Stored data entries -
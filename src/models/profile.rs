use chrono::{DateTime, Utc};
use serde::{Deserialize, Serialize};

/// A user's collected profile, the query side of all scoring
///
/// Built up by the guided intake flow (background → interests → skills →
/// goals) and stored as a whole; writes overwrite fields rather than merging.
#[derive(Debug, Clone, PartialEq, Serialize, Deserialize)]
pub struct UserProfile {
    pub user_id: i64,
    #[serde(default)]
    pub background: Vec<String>,
    #[serde(default)]
    pub interests: Vec<String>,
    #[serde(default)]
    pub skills: Vec<String>,
    #[serde(default)]
    pub goals: Vec<String>,
    #[serde(default)]
    pub preferred_program: Option<String>,
    /// Timestamp of the last full overwrite (writes are last-write-wins)
    #[serde(default = "Utc::now")]
    pub updated_at: DateTime<Utc>,
}

impl UserProfile {
    pub fn new(user_id: i64) -> Self {
        Self {
            user_id,
            background: Vec::new(),
            interests: Vec::new(),
            skills: Vec::new(),
            goals: Vec::new(),
            preferred_program: None,
            updated_at: Utc::now(),
        }
    }

    /// True when no scoring signal has been collected at all
    pub fn is_empty(&self) -> bool {
        self.background.is_empty()
            && self.interests.is_empty()
            && self.skills.is_empty()
            && self.goals.is_empty()
    }

    /// Text handed to the embedding model
    pub fn embedding_text(&self) -> String {
        self.background
            .iter()
            .chain(self.interests.iter())
            .chain(self.skills.iter())
            .chain(self.goals.iter())
            .map(String::as_str)
            .collect::<Vec<_>>()
            .join(" ")
    }
}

How to complete this task -
For every line above that includes the word "iter", return the line.

Task response -
            .iter()
            .chain(self.interests.iter())
            .chain(self.skills.iter())
            .chain(self.goals.iter())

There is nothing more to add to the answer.